My fortune cookie says I’m going to meet the love of my life and know I’m trying to think of how to break the news to my wife.

— Jew in a Canoe ✡️ 🎗️memoir now available! (@WillieHandler) February 24, 2025

Apparently my wife doesn’t want to apply DOGE to our marriage pic.twitter.com/ujc0pjSt2x

— Robert Sterling (@RobertMSterling) February 24, 2025

My husband: frustrated that he can’t find something in the grocery store

Employee: Can I help you find something?

My husband: Oh, no thanks, I’m great.

Me:

— sixfootcandy (@sixfootcandy) February 24, 2025

Marriage is loving each other, even though there are brief moments where one of you is the most annoying person you have ever met.

— Bird Eckler (@Birdeckler) February 17, 2025

every time I make my husband a bagel I take a bite out of it and then tell him we have mice

“big mice today boss” he’ll say

— 🌱 stick 🌱 (@briggityboppity) February 23, 2025

Wanna test your marriage? Put a 2 piece swinging door up together.
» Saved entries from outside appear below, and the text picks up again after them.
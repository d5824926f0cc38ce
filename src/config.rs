use crate::error::Result;
use crate::types::{DeviceAddress, DeviceId};
use serde::{Deserialize, Serialize};
use std::time::Duration;

/// Default TCP port of the unit's control interface
pub const DEFAULT_PORT: u16 = 2202;

/// Client settings
///
/// ```
/// use dfr22::ClientConfig;
///
/// let config = ClientConfig::from_json_str(r#"{ "host": "10.0.0.5", "device_id": 1 }"#).unwrap();
/// assert_eq!(config.port, 2202);
/// assert_eq!(config.reconnect_delay().as_secs(), 10);
/// ```
#[derive(Debug, Clone, Serialize, Deserialize)]
pub struct ClientConfig {
    pub host: String,

    #[serde(default = "default_port")]
    pub port: u16,

    pub device_id: DeviceId,

    /// Pause before each automatic reconnect attempt
    #[serde(default = "default_reconnect_delay_ms")]
    pub reconnect_delay_ms: u64,

    #[serde(default = "default_connect_timeout_ms")]
    pub connect_timeout_ms: u64,

    /// Size of the socket read buffer, 0 for the default
    #[serde(default = "default_read_buffer_size")]
    pub read_buffer_size: usize,

    /// Events buffered per subscriber before it starts lagging
    #[serde(default = "default_event_capacity")]
    pub event_capacity: usize,
}

fn default_port() -> u16 {
    DEFAULT_PORT
}

pub(crate) fn default_reconnect_delay_ms() -> u64 {
    10_000
}

pub(crate) fn default_connect_timeout_ms() -> u64 {
    5_000
}

pub(crate) fn default_read_buffer_size() -> usize {
    1024
}

pub(crate) fn default_event_capacity() -> usize {
    100
}

impl ClientConfig {
    /// Config with default timings for the given unit
    pub fn new(host: impl Into<String>, port: u16, device_id: DeviceId) -> Self {
        Self {
            host: host.into(),
            port,
            device_id,
            reconnect_delay_ms: default_reconnect_delay_ms(),
            connect_timeout_ms: default_connect_timeout_ms(),
            read_buffer_size: default_read_buffer_size(),
            event_capacity: default_event_capacity(),
        }
    }

    /// Parse a JSON config
    pub fn from_json_str(json: &str) -> Result<Self> {
        Ok(serde_json::from_str(json)?)
    }

    /// Set the reconnect delay
    pub fn with_reconnect_delay(mut self, delay: Duration) -> Self {
        self.reconnect_delay_ms = u64::try_from(delay.as_millis()).unwrap_or(u64::MAX);
        self
    }

    /// Set the connect timeout
    pub fn with_connect_timeout(mut self, timeout: Duration) -> Self {
        self.connect_timeout_ms = u64::try_from(timeout.as_millis()).unwrap_or(u64::MAX);
        self
    }

    pub fn reconnect_delay(&self) -> Duration {
        Duration::from_millis(self.reconnect_delay_ms)
    }

    pub fn connect_timeout(&self) -> Duration {
        Duration::from_millis(self.connect_timeout_ms)
    }

    pub(crate) fn read_buffer_size(&self) -> usize {
        if self.read_buffer_size == 0 {
            default_read_buffer_size()
        } else {
            self.read_buffer_size
        }
    }

    /// Validated address of the unit
    pub fn address(&self) -> Result<DeviceAddress> {
        DeviceAddress::new(self.host.clone(), self.port, self.device_id)
    }
}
— Dad Named Matt 🇺🇸 (@mahnamematt) February 22, 2025

my wife just walked into the yard and said “you wouldn’t want a margarita, would you?”

i don’t know, does a growing plant want the sun’s gentle rays? does a bird want to feel the breeze puff beneath its wings? does a bee want the dust of flower pollen

— Kristen Arnett (@Kristen_Arnett) February 23, 2025

Don’t take advice from me. I married what was supposed to be a one-night stand.
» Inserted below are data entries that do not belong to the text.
use thiserror::Error;

/// Result type for DFR22 operations
pub type Result<T> = std::result::Result<T, Dfr22Error>;

/// Errors that can occur when controlling a DFR22 unit
#[derive(Error, Debug)]
pub enum Dfr22Error {
    /// I/O error from the TCP transport
    #[error("I/O error: {0}")]
    Io(#[from] std::io::Error),

    /// Connection was closed unexpectedly
    #[error("Connection closed")]
    ConnectionClosed,

    /// An operation that needs an address ran before `initialize`
    #[error("Client is not initialized")]
    NotInitialized,

    /// `initialize` was called on an already initialized client
    #[error("Client is already initialized")]
    AlreadyInitialized,

    /// `connect` was called while a session is connecting or connected
    #[error("Client is already {0}")]
    AlreadyConnected(&'static str),

    /// Host, port or another setting is unusable
    #[error("Invalid configuration: {0}")]
    InvalidConfig(String),

    /// Device id does not fit the three-digit wire tag
    #[error("Invalid device id {0}: must be between 0 and 999")]
    InvalidDeviceId(u16),

    /// Channel or mix-point index outside the unit's 2x2 layout
    #[error("Invalid target: {0}")]
    InvalidTarget(String),

    /// The command does not apply to the requested target
    #[error("{operation} is not supported for {target}")]
    UnsupportedOperation {
        /// Operation that was requested
        operation: &'static str,
        /// Display form of the target
        target: String,
    },

    /// JSON configuration could not be parsed
    #[error("JSON error: {0}")]
    Json(#[from] serde_json::Error),

    /// Event channel receive error
    #[error("Channel error: {0}")]
    ChannelError(String),
}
— Emily ™ (@emily_tweets) February 22, 2025

i love when i put on eyeliner and my husband acts like i made a transformation like yes i am the most beautiful girl thank u

— hibbaisntalive (@spookyhibba) February 21, 2025

Sometimes my husband says our house is haunted but that can’t be true. I’ve lived here for 200 years now and haven’t noticed anything unusual.

— Tracie Breaux (@traciebreaux) February 20, 2025

Husband: Why don’t you initiate sex?

Wife: Why don’t you initiate laundry?

— BOOP (@Pettyyyboop) February 23, 2025

Being married means never admitting you were the last one to see the item that is now lost.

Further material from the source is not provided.